We know that it's a very difficult task nor is it profitable for a business like Tim Hortons to stop using disposable cups as they run on convenience. Thus, we would like to raise awareness about the environmental implication of litter as well as start a petition for Tim Hortons to start an initiative where they give customers a 10 cents discount for bringing their own mug just like Starbucks does giving Canadians an incentive to bring their own reusable mugs. We are very much in the planning stages for our little project right now.
If you could send us pictures of the amount of Tim Hortons waste you've picked up, perhaps we can use it to demonstrate to Canadians the magnitude of the issue. We are also looking to contact local politicians, university staff and students to endorse our petition. Any suggestions or feedback is welcome!

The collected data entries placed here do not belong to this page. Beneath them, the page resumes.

//! Notification policy on top of diff output.
//!
//! New flight numbers and same-day time changes are reported. Removals are
//! never reported.

use std::collections::BTreeMap;

use chrono::{DateTime, NaiveDate, Utc};
use serde::{Deserialize, Serialize};

use crate::models::{DateRange, Direction, FlightRecord, Snapshot};

use super::diff::DiffResult;

/// How an entry came to be notifiable.
#[derive(Debug, Clone, PartialEq, Eq, Serialize, Deserialize)]
#[serde(tag = "tag", rename_all = "kebab-case")]
pub enum EntryTag {
    /// Flight number not seen in the baseline
    New,
    /// Scheduled time moved on the same date
    TimeChanged { previous_time: String },
    /// Part of a full listing, not compared
    Listed,
}

impl EntryTag {
    pub fn as_str(&self) -> &'static str {
        match self {
            EntryTag::New => "new",
            EntryTag::TimeChanged { .. } => "time-changed",
            EntryTag::Listed => "listed",
        }
    }
}

/// One notifiable flight.
#[derive(Debug, Clone, PartialEq, Eq, Serialize, Deserialize)]
pub struct NotificationEntry {
    #[serde(flatten)]
    pub tag: EntryTag,
    /// The record as currently published
    pub record: FlightRecord,
}

impl NotificationEntry {
    /// Scheduled time before the change, if this is a time change.
    pub fn previous_time(&self) -> Option<&str> {
        match &self.tag {
            EntryTag::TimeChanged { previous_time } => Some(previous_time),
            _ => None,
        }
    }
}

/// Which path produced a payload.
#[derive(Debug, Clone, Copy, PartialEq, Eq, Serialize, Deserialize)]
#[serde(rename_all = "kebab-case")]
pub enum PayloadKind {
    /// Hourly diff against the baseline
    Changes,
    /// Daily listing of the whole window
    FullListing,
}

/// Everything a dispatcher needs to render one message.
#[derive(Debug, Clone, PartialEq, Eq, Serialize, Deserialize)]
pub struct NotificationPayload {
    pub kind: PayloadKind,
    pub airport: String,
    pub direction: Direction,
    pub range: DateRange,
    pub entries: Vec<NotificationEntry>,
    pub generated_at: DateTime<Utc>,
}

impl NotificationPayload {
    /// An empty payload must not be dispatched.
    pub fn is_empty(&self) -> bool {
        self.entries.is_empty()
    }

    pub fn len(&self) -> usize {
        self.entries.len()
    }

    /// Number of entries carrying the given tag name.
    pub fn count(&self, tag: &str) -> usize {
        self.entries.iter().filter(|e| e.tag.as_str() == tag).count()
    }

    /// Entries grouped by date, dates ascending, source order within a date.
    pub fn by_date(&self) -> BTreeMap<NaiveDate, Vec<&NotificationEntry>> {
        let mut groups: BTreeMap<NaiveDate, Vec<&NotificationEntry>> = BTreeMap::new();
        for entry in &self.entries {
            groups.entry(entry.record.date).or_default().push(entry);
        }
        groups
    }
}

/// Group payloads by direction, keeping their order within each direction.
pub fn group_by_direction(
    payloads: &[NotificationPayload],
) -> BTreeMap<Direction, Vec<&NotificationPayload>> {
    let mut groups: BTreeMap<Direction, Vec<&NotificationPayload>> = BTreeMap::new();
    for payload in payloads {
        groups.entry(payload.direction).or_default().push(payload);
    }
    groups
}

/// Turn a diff into a change notification.
///
/// Added records come first, then time changes, each in diff order.
/// `diff.removed` is never consulted.
pub fn classify(diff: &DiffResult) -> NotificationPayload {
    let added = diff.added.iter().map(|record| NotificationEntry {
        tag: EntryTag::New,
        record: record.clone(),
    });

    let changed = diff.changed.iter().map(|change| NotificationEntry {
        tag: EntryTag::TimeChanged {
            previous_time: change.previous.scheduled_time.clone(),
        },
        record: change.current.clone(),
    });

    NotificationPayload {
        kind: PayloadKind::Changes,
        airport: diff.airport.clone(),
        direction: diff.direction,
        range: diff.range,
        entries: added.chain(changed).collect(),
        generated_at: Utc::now(),
    }
}

/// List a whole snapshot without comparing it to anything.
pub fn full_listing(snapshot: &Snapshot) -> NotificationPayload {
    NotificationPayload {
        kind: PayloadKind::FullListing,
        airport: snapshot.airport.clone(),
        direction: snapshot.direction,
        range: snapshot.range,
        entries: snapshot
            .records
            .iter()
            .map(|record| NotificationEntry {
                tag: EntryTag::Listed,
                record: record.clone(),
            })
            .collect(),
        generated_at: Utc::now(),
    }
}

Thank you for reaching out. I’m excited to hear about your initiative. We’re also currently working on a petition in this respect and have shared a lot about the environmental impact of Tim Horton's campaign(s) on social media (feel free to check out the Zero Waste Canada’s FB page to learn more).

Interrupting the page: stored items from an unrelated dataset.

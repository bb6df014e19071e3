// src/utils/log.rs

//! Section-style log helpers on top of the `log` facade.
//!
//! The facade macros are re-exported, so `use crate::utils::log;` gives both
//! `log::info!(..)` and `log::header(..)`.

pub use ::log::{debug, error, info, warn};

const RULE_WIDTH: usize = 60;

/// Log a header
pub fn header(title: &str) {
    let border = "═".repeat(RULE_WIDTH);
    ::log::info!("{}", border);
    ::log::info!("  {}", title);
    ::log::info!("{}", border);
}

/// Log a step in a process
pub fn step(step_num: usize, total: usize, message: &str) {
    ::log::info!("[STEP {}/{}] {}", step_num, total, message);
}

/// Log a separator line
pub fn separator() {
    ::log::info!("{}", "─".repeat(RULE_WIDTH));
}

/// Log a sub-item (indented)
pub fn sub_item(message: &str) {
    ::log::info!("    {}", message);
}

/// Log a summary section
pub fn summary(title: &str, items: &[(&str, String)]) {
    ::log::info!("[SUMMARY] {}", title);
    for line in summary_lines(items) {
        ::log::info!("    {}", line);
    }
}

/// Render summary lines without logging them.
pub fn summary_lines(items: &[(&str, String)]) -> Vec<String> {
    items
        .iter()
        .map(|(key, value)| format!("{}: {}", key, value))
        .collect()
}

May I give you some additional ideas: We’re usually telling organizations to charge for single-use items (e.g. single-use coffee cups) rather than giving discounts for BYO (bring your own). Charging for single-use has shown to be a much more effective way of shifting behaviour (similar to charging for plastic bags at supermarkets). It's basic psychology. People don't want to "pay more than others."
If you reach out to Tim Horton’s customer service, be prepared to receive their standard response that goes something like this: “Tim Hortons relies entirely on our own advertising, research, marketing and product planning departments for the generation and development of new concepts, including our lids and cups.”
You could reference, for example, that RBI (the company owning Tim Horton’s as well as Burger King) has this sentence on their website about waste reduction “Reducing waste throughout our operations continues to be a key area of focus, for both our corporate facilities and across our restaurants."
So, feel free to reference this piece of information when you write to them and ask how this fits in with Tim Horton’s single-use promotions. ;-)
Also, if you want to get a lot of information on numbers in this regard, contact Greenpeace Canada and the Surfrider chapters. They tally branded waste during beach cleanups and publish those shocking numbers.
If you and your peers are cleaning up litter and want to magnify the impact, tweet these pictures (or share them on instagram) with the hashtag #isthisyours
I hope this helps.
All the best,
Zero Waste Canada
Some years back, TH and McD gave a iscount if you brought your own Reuseable cup, but then stopped. I had suggested to our Ont gov't that they "encourage" (not force as it causes a reaction) such companies by offering a small tax incentive, to bring back that program pointing out that the cost of the "encouragement" could be recouperated through less garbage on roads & in parks to be cleaned-up and disposed AND that it would help attract more tourism. Never got any sort of reply.